Keep in mind that you don't actually need to encrypt it, and often merely signing it will suffice (unless of course theres something you need to hide, or are just generally paranoid.)


Mozilla -- EnigMail

Download Enigmail, a plugin for Mozilla/Netscape here.

Enigmail is pretty easy to configure under linux - install it, tell it which keyid to use, and it works. It doesn't save your passphrase, and by default remembers it only for 5 minutes, so you may wish to tweak this. By default it will sign outgoing mail, but you can change teh default action, and when you email you can choose an option under the new EnigMail menu bar for 'default', 'signed', 'encrypted', 'signed + encrypted' sends.

When Enigmail finds a key it doesn't know about, it downloads it for you then tells you that its an unverified key.


Mutt

Mutt comes with gpg/pgp support by default - you do not have to do anything special after creating your keys.
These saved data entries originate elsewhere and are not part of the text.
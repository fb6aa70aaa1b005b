//! Merge & conflict engine
//!
//! Decides, per incoming change record, whether to apply it, ignore it, or
//! record a conflict. A batch is applied inside a single transaction.

mod conflicts;
mod resolve;
mod text;

use libsql::Connection;
use serde::{Deserialize, Serialize};

use crate::db::{begin, finish, would_create_cycle};
use crate::error::{Error, Result};
use crate::ledger::ChangeLedger;
use crate::models::{ApplyOutcome, ChangeRecord, DeviceId, EntitySnapshot, EntityType, RecordResult};

pub use conflicts::ConflictRepository;
pub use resolve::merge_snapshots;
pub use text::merge_text;

/// What to do with one incoming snapshot.
#[derive(Debug, Clone, Copy, PartialEq, Eq)]
pub enum Decision {
    Apply,
    Unchanged,
    Conflict,
}

/// Classify an incoming snapshot against local state.
///
/// `watermark` is the last successful sync with the sending peer; without one,
/// both sides are treated as changed.
pub fn classify(
    local: Option<&EntitySnapshot>,
    incoming: &EntitySnapshot,
    watermark: Option<i64>,
) -> Decision {
    let Some(local) = local else {
        return Decision::Apply;
    };
    if local.same_content(incoming) {
        return Decision::Unchanged;
    }

    let changed_since =
        |snapshot: &EntitySnapshot| watermark.is_none_or(|w| snapshot.modified_at() > w);
    let incoming_newer = incoming.modified_at() > local.modified_at();

    match (local.is_deleted(), incoming.is_deleted()) {
        (true, true) => {
            if incoming_newer {
                Decision::Apply
            } else {
                Decision::Unchanged
            }
        }
        (true, false) | (false, true) => {
            if incoming_newer {
                Decision::Apply
            } else if changed_since(incoming) {
                Decision::Conflict
            } else {
                // A stale copy the sender has not touched since the last sync
                Decision::Unchanged
            }
        }
        (false, false) => {
            let local_changed = changed_since(local);
            if local_changed && changed_since(incoming) {
                Decision::Conflict
            } else if incoming_newer && !local_changed {
                Decision::Apply
            } else {
                Decision::Unchanged
            }
        }
    }
}

/// Who sent a batch and what the pair last agreed on.
#[derive(Debug, Clone, Default, PartialEq, Eq)]
pub struct MergeContext {
    pub watermark: Option<i64>,
    pub remote_device_id: Option<DeviceId>,
    pub remote_device_name: Option<String>,
}

/// Outcome totals for one applied batch.
#[derive(Debug, Clone, Copy, Default, PartialEq, Eq, Serialize, Deserialize)]
pub struct OutcomeCounts {
    pub applied: usize,
    pub unchanged: usize,
    pub conflicts: usize,
    pub rejected: usize,
}

impl OutcomeCounts {
    pub fn tally(results: &[RecordResult]) -> Self {
        results.iter().fold(Self::default(), |mut counts, result| {
            match result.outcome {
                ApplyOutcome::Applied => counts.applied += 1,
                ApplyOutcome::Unchanged => counts.unchanged += 1,
                ApplyOutcome::Conflicted => counts.conflicts += 1,
                ApplyOutcome::Rejected => counts.rejected += 1,
            }
            counts
        })
    }
}

pub struct MergeEngine<'a> {
    conn: &'a Connection,
}

impl<'a> MergeEngine<'a> {
    pub const fn new(conn: &'a Connection) -> Self {
        Self { conn }
    }

    /// Apply a batch of incoming records in one transaction.
    ///
    /// Records are processed in dependency order, then by `modified_at`.
    /// Rejections and conflicts are per-record outcomes; only storage errors
    /// or an unsupported schema fail the batch.
    pub async fn apply_batch(
        &self,
        records: Vec<ChangeRecord>,
        context: &MergeContext,
    ) -> Result<Vec<RecordResult>> {
        for record in &records {
            record.check_schema()?;
        }
        if records.is_empty() {
            return Ok(Vec::new());
        }

        let mut ordered = records;
        ordered.sort_by_key(|record| (record.entity_type(), record.modified_at()));

        begin(self.conn).await?;
        let result = self.apply_ordered(&ordered, context).await;
        let results = finish(self.conn, result).await?;

        let counts = OutcomeCounts::tally(&results);
        tracing::info!(
            remote = ?context.remote_device_id,
            applied = counts.applied,
            unchanged = counts.unchanged,
            conflicts = counts.conflicts,
            rejected = counts.rejected,
            "Applied change batch"
        );
        Ok(results)
    }

    async fn apply_ordered(
        &self,
        records: &[ChangeRecord],
        context: &MergeContext,
    ) -> Result<Vec<RecordResult>> {
        let mut results = Vec::with_capacity(records.len());
        for record in records {
            results.push(self.apply_one(record, context).await?);
        }
        Ok(results)
    }

    async fn apply_one(&self, record: &ChangeRecord, context: &MergeContext) -> Result<RecordResult> {
        let incoming = &record.entity;
        let rejection = match incoming.validate() {
            Ok(()) => self.check_references(incoming).await?,
            Err(error) => Some(error.to_string()),
        };
        if let Some(reason) = rejection {
            tracing::warn!(
                entity_type = %record.entity_type(),
                entity_id = %record.entity_id(),
                "Rejected incoming change: {reason}"
            );
            return Ok(RecordResult::rejected(record, reason));
        }

        let ledger = ChangeLedger::new(self.conn);
        let local = ledger
            .load(incoming.entity_type(), &incoming.entity_id())
            .await?;

        let outcome = match classify(local.as_ref(), incoming, context.watermark) {
            Decision::Apply => {
                ledger.write(incoming).await?;
                ApplyOutcome::Applied
            }
            Decision::Unchanged => ApplyOutcome::Unchanged,
            Decision::Conflict => {
                let local = local.ok_or_else(|| {
                    Error::Database(format!("conflict without local state: {}", record.entity_id()))
                })?;
                ConflictRepository::new(self.conn)
                    .record(
                        &local,
                        incoming,
                        context.remote_device_id,
                        context.remote_device_name.as_deref(),
                    )
                    .await?;
                ApplyOutcome::Conflicted
            }
        };
        Ok(RecordResult::new(record, outcome))
    }

    /// Reasons a structurally valid snapshot cannot be stored here.
    async fn check_references(&self, snapshot: &EntitySnapshot) -> Result<Option<String>> {
        let ledger = ChangeLedger::new(self.conn);
        let reason = match snapshot {
            EntitySnapshot::Note(_) => None,
            EntitySnapshot::Tag(tag) => match tag.parent_id {
                Some(parent_id) => match would_create_cycle(self.conn, &tag.id, &parent_id).await {
                    Ok(true) => Some(format!("parent {parent_id} would create a tag cycle")),
                    Ok(false) => None,
                    Err(Error::Validation { message, .. }) => Some(message),
                    Err(error) => return Err(error),
                },
                None => None,
            },
            EntitySnapshot::NoteTag(link) => {
                if ledger
                    .load(EntityType::Note, &link.note_id.to_string())
                    .await?
                    .is_none()
                {
                    Some(format!("unknown note {}", link.note_id))
                } else if ledger
                    .load(EntityType::Tag, &link.tag_id.to_string())
                    .await?
                    .is_none()
                {
                    Some(format!("unknown tag {}", link.tag_id))
                } else {
                    None
                }
            }
            EntitySnapshot::Attachment(attachment) => ledger
                .load(EntityType::Note, &attachment.note_id.to_string())
                .await?
                .is_none()
                .then(|| format!("unknown note {}", attachment.note_id)),
        };
        Ok(reason)
    }
}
You can select to sign or encrypt or both a message from the send menu by pgp menu, then sign, encrypt or both

Some options you might want to set to do this by default

set pgp_autosign yes

Always sign outgoing messages by default

set pgp_replysign yes

Sign replies to signed messages

set pgp_replysignencrypted yes

If you want to check other people's messages (check they are signed/encrypted "correctly") then the command is "check-traditional-pgp", which is bound to Esc-P (capital P) by default from the message list view.

If you see

unable to create PGP subprocess! --? -----END PGP SIGNATURE-----

then mutt could not find gpg.


OutlookExpress

GPG Plugin for Outlook Express

Don't forget to configure the .reg file and tell it where your keys and GPG executable are kept.